Dataset entries
+ + + +

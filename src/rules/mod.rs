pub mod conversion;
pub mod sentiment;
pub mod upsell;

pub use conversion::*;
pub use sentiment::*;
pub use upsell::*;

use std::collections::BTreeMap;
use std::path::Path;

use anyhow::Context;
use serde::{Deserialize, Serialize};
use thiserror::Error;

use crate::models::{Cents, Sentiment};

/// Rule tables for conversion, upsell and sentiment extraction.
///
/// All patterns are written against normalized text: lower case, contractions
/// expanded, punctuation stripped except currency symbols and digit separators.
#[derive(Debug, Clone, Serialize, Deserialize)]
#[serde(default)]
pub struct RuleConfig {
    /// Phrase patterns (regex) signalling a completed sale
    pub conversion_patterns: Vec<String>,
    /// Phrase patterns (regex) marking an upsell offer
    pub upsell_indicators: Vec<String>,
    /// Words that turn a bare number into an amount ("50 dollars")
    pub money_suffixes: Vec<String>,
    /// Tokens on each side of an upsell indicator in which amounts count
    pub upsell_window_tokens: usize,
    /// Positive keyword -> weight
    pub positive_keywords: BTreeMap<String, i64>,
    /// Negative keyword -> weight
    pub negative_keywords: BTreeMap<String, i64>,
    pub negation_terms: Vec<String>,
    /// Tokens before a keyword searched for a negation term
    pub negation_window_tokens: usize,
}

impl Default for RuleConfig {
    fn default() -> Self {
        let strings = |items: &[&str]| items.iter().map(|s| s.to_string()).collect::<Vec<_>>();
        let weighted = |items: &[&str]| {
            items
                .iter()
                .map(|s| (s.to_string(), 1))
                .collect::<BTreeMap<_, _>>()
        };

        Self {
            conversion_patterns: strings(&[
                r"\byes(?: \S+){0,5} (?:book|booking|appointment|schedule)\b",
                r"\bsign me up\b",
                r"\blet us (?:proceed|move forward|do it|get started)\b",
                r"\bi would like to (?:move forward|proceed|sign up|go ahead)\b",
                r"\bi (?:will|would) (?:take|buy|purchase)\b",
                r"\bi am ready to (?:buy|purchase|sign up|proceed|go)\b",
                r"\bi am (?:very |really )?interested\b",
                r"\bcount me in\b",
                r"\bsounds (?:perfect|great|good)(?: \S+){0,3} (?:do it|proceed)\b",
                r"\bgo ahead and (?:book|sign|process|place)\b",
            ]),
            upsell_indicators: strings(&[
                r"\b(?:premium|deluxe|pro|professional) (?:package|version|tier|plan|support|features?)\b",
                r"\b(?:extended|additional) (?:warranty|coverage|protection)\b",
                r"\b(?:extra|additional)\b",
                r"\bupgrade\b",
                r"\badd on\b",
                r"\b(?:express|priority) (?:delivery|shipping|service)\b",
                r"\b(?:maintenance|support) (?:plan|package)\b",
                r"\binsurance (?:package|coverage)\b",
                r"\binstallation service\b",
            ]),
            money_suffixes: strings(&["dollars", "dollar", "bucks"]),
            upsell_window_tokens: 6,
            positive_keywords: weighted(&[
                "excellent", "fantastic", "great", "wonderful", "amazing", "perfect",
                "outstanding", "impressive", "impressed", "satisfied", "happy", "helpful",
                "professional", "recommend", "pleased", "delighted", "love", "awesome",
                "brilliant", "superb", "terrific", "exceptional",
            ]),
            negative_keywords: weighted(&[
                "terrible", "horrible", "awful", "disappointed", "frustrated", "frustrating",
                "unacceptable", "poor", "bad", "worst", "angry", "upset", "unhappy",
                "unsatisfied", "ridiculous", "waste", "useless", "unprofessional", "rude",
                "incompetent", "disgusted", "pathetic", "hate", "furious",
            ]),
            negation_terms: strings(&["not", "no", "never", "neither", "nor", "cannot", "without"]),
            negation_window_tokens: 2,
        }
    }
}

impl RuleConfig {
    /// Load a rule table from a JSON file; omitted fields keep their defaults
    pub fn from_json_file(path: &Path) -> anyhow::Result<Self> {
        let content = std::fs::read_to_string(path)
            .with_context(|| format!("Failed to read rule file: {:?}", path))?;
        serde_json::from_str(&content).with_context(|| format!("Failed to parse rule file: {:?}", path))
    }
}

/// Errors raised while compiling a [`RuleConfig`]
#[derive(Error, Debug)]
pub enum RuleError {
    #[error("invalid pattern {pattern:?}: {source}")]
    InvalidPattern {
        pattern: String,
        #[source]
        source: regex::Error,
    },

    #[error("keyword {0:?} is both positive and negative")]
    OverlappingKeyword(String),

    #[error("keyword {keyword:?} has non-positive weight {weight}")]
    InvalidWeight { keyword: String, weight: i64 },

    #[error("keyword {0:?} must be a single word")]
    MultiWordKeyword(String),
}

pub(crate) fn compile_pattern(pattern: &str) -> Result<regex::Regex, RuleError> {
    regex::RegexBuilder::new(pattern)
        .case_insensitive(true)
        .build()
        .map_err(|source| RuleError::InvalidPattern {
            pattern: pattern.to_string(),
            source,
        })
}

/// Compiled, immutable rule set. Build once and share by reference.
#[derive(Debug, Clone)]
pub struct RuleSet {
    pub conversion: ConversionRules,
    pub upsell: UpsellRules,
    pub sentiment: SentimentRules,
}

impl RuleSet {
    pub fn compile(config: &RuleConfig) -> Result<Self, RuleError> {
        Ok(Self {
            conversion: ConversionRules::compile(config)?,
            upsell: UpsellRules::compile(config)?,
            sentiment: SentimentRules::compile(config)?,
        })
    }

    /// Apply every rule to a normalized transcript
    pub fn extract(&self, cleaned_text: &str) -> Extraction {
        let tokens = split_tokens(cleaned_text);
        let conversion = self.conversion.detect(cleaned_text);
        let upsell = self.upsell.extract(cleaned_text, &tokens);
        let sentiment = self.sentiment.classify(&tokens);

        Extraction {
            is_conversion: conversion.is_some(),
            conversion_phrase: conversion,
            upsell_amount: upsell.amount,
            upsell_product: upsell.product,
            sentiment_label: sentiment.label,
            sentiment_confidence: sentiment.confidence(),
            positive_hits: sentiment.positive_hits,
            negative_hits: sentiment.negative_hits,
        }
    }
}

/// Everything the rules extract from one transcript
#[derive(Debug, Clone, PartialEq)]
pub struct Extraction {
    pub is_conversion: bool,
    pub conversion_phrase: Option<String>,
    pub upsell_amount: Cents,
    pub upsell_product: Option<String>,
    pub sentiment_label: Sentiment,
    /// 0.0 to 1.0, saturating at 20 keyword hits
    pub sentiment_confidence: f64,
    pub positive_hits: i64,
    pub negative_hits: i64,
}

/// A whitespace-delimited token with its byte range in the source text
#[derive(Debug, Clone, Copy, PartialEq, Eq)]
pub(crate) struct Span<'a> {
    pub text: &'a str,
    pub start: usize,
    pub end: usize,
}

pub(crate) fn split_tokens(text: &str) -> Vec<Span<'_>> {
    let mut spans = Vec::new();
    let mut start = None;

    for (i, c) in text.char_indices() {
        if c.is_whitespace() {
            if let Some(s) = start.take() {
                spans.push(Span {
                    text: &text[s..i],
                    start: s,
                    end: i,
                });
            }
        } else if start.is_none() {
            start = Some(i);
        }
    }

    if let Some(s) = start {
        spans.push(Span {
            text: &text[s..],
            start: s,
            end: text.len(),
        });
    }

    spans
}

+ + + +

- Brief
Would you please reproduce the entries above word for word?

- Response to the exercise
filename src/rules/mod.rs
pub mod conversion;
pub mod sentiment;
pub mod upsell;

pub use conversion::*;
pub use sentiment::*;
pub use upsell::*;

use std::collections::BTreeMap;
use std::path::Path;

use anyhow::Context;
use serde::{Deserialize, Serialize};
use thiserror::Error;

use crate::models::{Cents, Sentiment};

/// Rule tables for conversion, upsell and sentiment extraction.
///
/// All patterns are written against normalized text: lower case, contractions
/// expanded, punctuation stripped except currency symbols and digit separators.
#[derive(Debug, Clone, Serialize, Deserialize)]
#[serde(default)]
pub struct RuleConfig {
    /// Phrase patterns (regex) signalling a completed sale
    pub conversion_patterns: Vec<String>,
    /// Phrase patterns (regex) marking an upsell offer
    pub upsell_indicators: Vec<String>,
    /// Words that turn a bare number into an amount ("50 dollars")
    pub money_suffixes: Vec<String>,
    /// Tokens on each side of an upsell indicator in which amounts count
    pub upsell_window_tokens: usize,
    /// Positive keyword -> weight
    pub positive_keywords: BTreeMap<String, i64>,
    /// Negative keyword -> weight
    pub negative_keywords: BTreeMap<String, i64>,
    pub negation_terms: Vec<String>,
    /// Tokens before a keyword searched for a negation term
    pub negation_window_tokens: usize,
}

impl Default for RuleConfig {
    fn default() -> Self {
        let strings = |items: &[&str]| items.iter().map(|s| s.to_string()).collect::<Vec<_>>();
        let weighted = |items: &[&str]| {
            items
                .iter()
                .map(|s| (s.to_string(), 1))
                .collect::<BTreeMap<_, _>>()
        };

        Self {
            conversion_patterns: strings(&[
                r"\byes(?: \S+){0,5} (?:book|booking|appointment|schedule)\b",
                r"\bsign me up\b",
                r"\blet us (?:proceed|move forward|do it|get started)\b",
                r"\bi would like to (?:move forward|proceed|sign up|go ahead)\b",
                r"\bi (?:will|would) (?:take|buy|purchase)\b",
                r"\bi am ready to (?:buy|purchase|sign up|proceed|go)\b",
                r"\bi am (?:very |really )?interested\b",
                r"\bcount me in\b",
                r"\bsounds (?:perfect|great|good)(?: \S+){0,3} (?:do it|proceed)\b",
                r"\bgo ahead and (?:book|sign|process|place)\b",
            ]),
            upsell_indicators: strings(&[
                r"\b(?:premium|deluxe|pro|professional) (?:package|version|tier|plan|support|features?)\b",
                r"\b(?:extended|additional) (?:warranty|coverage|protection)\b",
                r"\b(?:extra|additional)\b",
                r"\bupgrade\b",
                r"\badd on\b",
                r"\b(?:express|priority) (?:delivery|shipping|service)\b",
                r"\b(?:maintenance|support) (?:plan|package)\b",
                r"\binsurance (?:package|coverage)\b",
                r"\binstallation service\b",
            ]),
            money_suffixes: strings(&["dollars", "dollar", "bucks"]),
            upsell_window_tokens: 6,
            positive_keywords: weighted(&[
                "excellent", "fantastic", "great", "wonderful", "amazing", "perfect",
                "outstanding", "impressive", "impressed", "satisfied", "happy", "helpful",
                "professional", "recommend", "pleased", "delighted", "love", "awesome",
                "brilliant", "superb", "terrific", "exceptional",
            ]),
            negative_keywords: weighted(&[
                "terrible", "horrible", "awful", "disappointed", "frustrated", "frustrating",
                "unacceptable", "poor", "bad", "worst", "angry", "upset", "unhappy",
                "unsatisfied", "ridiculous", "waste", "useless", "unprofessional", "rude",
                "incompetent", "disgusted", "pathetic", "hate", "furious",
            ]),
            negation_terms: strings(&["not", "no", "never", "neither", "nor", "cannot", "without"]),
            negation_window_tokens: 2,
        }
    }
}

impl RuleConfig {
    /// Load a rule table from a JSON file; omitted fields keep their defaults
    pub fn from_json_file(path: &Path) -> anyhow::Result<Self> {
        let content = std::fs::read_to_string(path)
            .with_context(|| format!("Failed to read rule file: {:?}", path))?;
        serde_json::from_str(&content).with_context(|| format!("Failed to parse rule file: {:?}", path))
    }
}

/// Errors raised while compiling a [`RuleConfig`]
#[derive(Error, Debug)]
pub enum RuleError {
    #[error("invalid pattern {pattern:?}: {source}")]
    InvalidPattern {
        pattern: String,
        #[source]
        source: regex::Error,
    },

    #[error("keyword {0:?} is both positive and negative")]
    OverlappingKeyword(String),

    #[error("keyword {keyword:?} has non-positive weight {weight}")]
    InvalidWeight { keyword: String, weight: i64 },

    #[error("keyword {0:?} must be a single word")]
    MultiWordKeyword(String),
}

pub(crate) fn compile_pattern(pattern: &str) -> Result<regex::Regex, RuleError> {
    regex::RegexBuilder::new(pattern)
        .case_insensitive(true)
        .build()
        .map_err(|source| RuleError::InvalidPattern {
            pattern: pattern.to_string(),
            source,
        })
}

/// Compiled, immutable rule set. Build once and share by reference.
#[derive(Debug, Clone)]
pub struct RuleSet {
    pub conversion: ConversionRules,
    pub upsell: UpsellRules,
    pub sentiment: SentimentRules,
}

impl RuleSet {
    pub fn compile(config: &RuleConfig) -> Result<Self, RuleError> {
        Ok(Self {
            conversion: ConversionRules::compile(config)?,
            upsell: UpsellRules::compile(config)?,
            sentiment: SentimentRules::compile(config)?,
        })
    }

    /// Apply every rule to a normalized transcript
    pub fn extract(&self, cleaned_text: &str) -> Extraction {
        let tokens = split_tokens(cleaned_text);
        let conversion = self.conversion.detect(cleaned_text);
        let upsell = self.upsell.extract(cleaned_text, &tokens);
        let sentiment = self.sentiment.classify(&tokens);

        Extraction {
            is_conversion: conversion.is_some(),
            conversion_phrase: conversion,
            upsell_amount: upsell.amount,
            upsell_product: upsell.product,
            sentiment_label: sentiment.label,
            sentiment_confidence: sentiment.confidence(),
            positive_hits: sentiment.positive_hits,
            negative_hits: sentiment.negative_hits,
        }
    }
}

/// Everything the rules extract from one transcript
#[derive(Debug, Clone, PartialEq)]
pub struct Extraction {
    pub is_conversion: bool,
    pub conversion_phrase: Option<String>,
    pub upsell_amount: Cents,
    pub upsell_product: Option<String>,
    pub sentiment_label: Sentiment,
    /// 0.0 to 1.0, saturating at 20 keyword hits
    pub sentiment_confidence: f64,
    pub positive_hits: i64,
    pub negative_hits: i64,
}

/// A whitespace-delimited token with its byte range in the source text
#[derive(Debug, Clone, Copy, PartialEq, Eq)]
pub(crate) struct Span<'a> {
    pub text: &'a str,
    pub start: usize,
    pub end: usize,
}

pub(crate) fn split_tokens(text: &str) -> Vec<Span<'_>> {
    let mut spans = Vec::new();
    let mut start = None;

    for (i, c) in text.char_indices() {
        if c.is_whitespace() {
            if let Some(s) = start.take() {
                spans.push(Span {
                    text: &text[s..i],
                    start: s,
                    end: i,
                });
            }
        } else if start.is_none() {
            start = Some(i);
        }
    }

    if let Some(s) = start {
        spans.push(Span {
            text: &text[s..],
            start: s,
            end: text.len(),
        });
    }

    spans
}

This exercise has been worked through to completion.